Czy może bliskości się boisz? (wnioskuje po negatywnym nacechowaniu jej chęci posiadania partnera, to rzuca promyk na trupa w szafie).
________________________________________________________________
Jeśli nie wiesz gdzie chcesz dojść, to dojdziesz gdzieś indziej.
Jak ją zniechęcić? Dobre.
Miej jaja i zerwij, jeśli Ci ta relacja nie odpowiada.
Oj wy biedni, narzekacie na dobre dziewczyny, które się starają, bo się za nudno robi, a jak w końcu trafi kosa na kamień to też w d... źle i potem płacz
Zerwij z nią i utnij kontakt. Poboli ją i przestanie. Szybciej niż myślisz
Sexyboy nagrał o tym film:
https://youtu.be/JXNfn2uYyYw
Mam identyczne zdanie.
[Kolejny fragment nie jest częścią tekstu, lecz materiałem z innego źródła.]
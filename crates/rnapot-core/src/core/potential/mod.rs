//! # Statistical Potential Module
//!
//! The mathematical core of RNAPOT: everything needed to turn residue coordinates into
//! distance statistics, distance statistics into a log-odds potential, and a potential back
//! into a score.
//!
//! - [`params`] - Bin geometry, cutoffs and clamping shared by training and scoring
//! - [`geometry`] - Enumeration of qualifying residue pairs and their distances
//! - [`histogram`] - Per-category and reference distance histograms with associative merging
//! - [`derivation`] - Frequency normalization and the clamped log-odds transform
//! - [`profile`] - Derived per-category potential profiles
//! - [`interpolation`] - Evaluation of a profile at a continuous distance
//!
//! Training and scoring must agree on [`params::ModelParameters`]; the same bin geometry and
//! the same pair-selection rule are used on both sides.

pub mod derivation;
pub mod geometry;
pub mod histogram;
pub mod interpolation;
pub mod params;
pub mod profile;
use crate::cli::TrainArgs;
use crate::config::build_train_config;
use crate::error::Result;
use crate::utils::progress::CliProgressHandler;
use rnapot::engine::progress::ProgressReporter;
use rnapot::workflows;
use tracing::{info, warn};

pub fn run(args: TrainArgs, progress: CliProgressHandler) -> Result<()> {
    info!("Merging configuration from file and CLI arguments...");
    let config = build_train_config(&args)?;
    info!(parameters = ?config.parameters, "Resolved model parameters.");

    let reporter = ProgressReporter::with_callback(progress.get_callback());

    println!("Training on structures in {}...", config.corpus_dir.display());
    let result = workflows::train::run(&config, &reporter)?;

    if !result.skipped.is_empty() {
        warn!(
            skipped = result.skipped.len(),
            "Some structures could not be read and were left out."
        );
        println!(
            "Warning: {} structure(s) could not be read and were skipped.",
            result.skipped.len()
        );
    }

    println!(
        "✓ Trained {} profiles from {} structure(s) ({} residue pairs) into {}",
        result.profiles.len(),
        result.structures,
        result.observed_pairs,
        result.output_dir.display()
    );
    Ok(())
}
Wklejam link do filmu bo jakbym to napisał to znowu stwierdzisz że jestem zaburzony
Nie zrywaj z nią tak o gdy ona myśli że jest dobrze , źle ci tu chłopaki radzą i ona będzie bała się zaufać komukolwiek tak nie robimy panowie !!!!!!!!!
Chcesz żeby to ona zerwała musisz przechylić szale zaangażowania czyli pisać słodko pierdzące smsmy aż do obrzygu , bądź na każde zawołanie i bądź bardzo potrzebujący , sama stwierdzi że to nie to i jej nie zranisz nagłym zerwaniem boże nie róbcie dobrym dziewczynom takich jazd że nagle zrywacie gdy ona myśli że jest super ... Mało jest wartościowych dziewczyn nie niszczcie rynku
No, nie róbcie tak jak one nam robią! XD
Przynajmniej nie innym, tym samym można, hamurabi.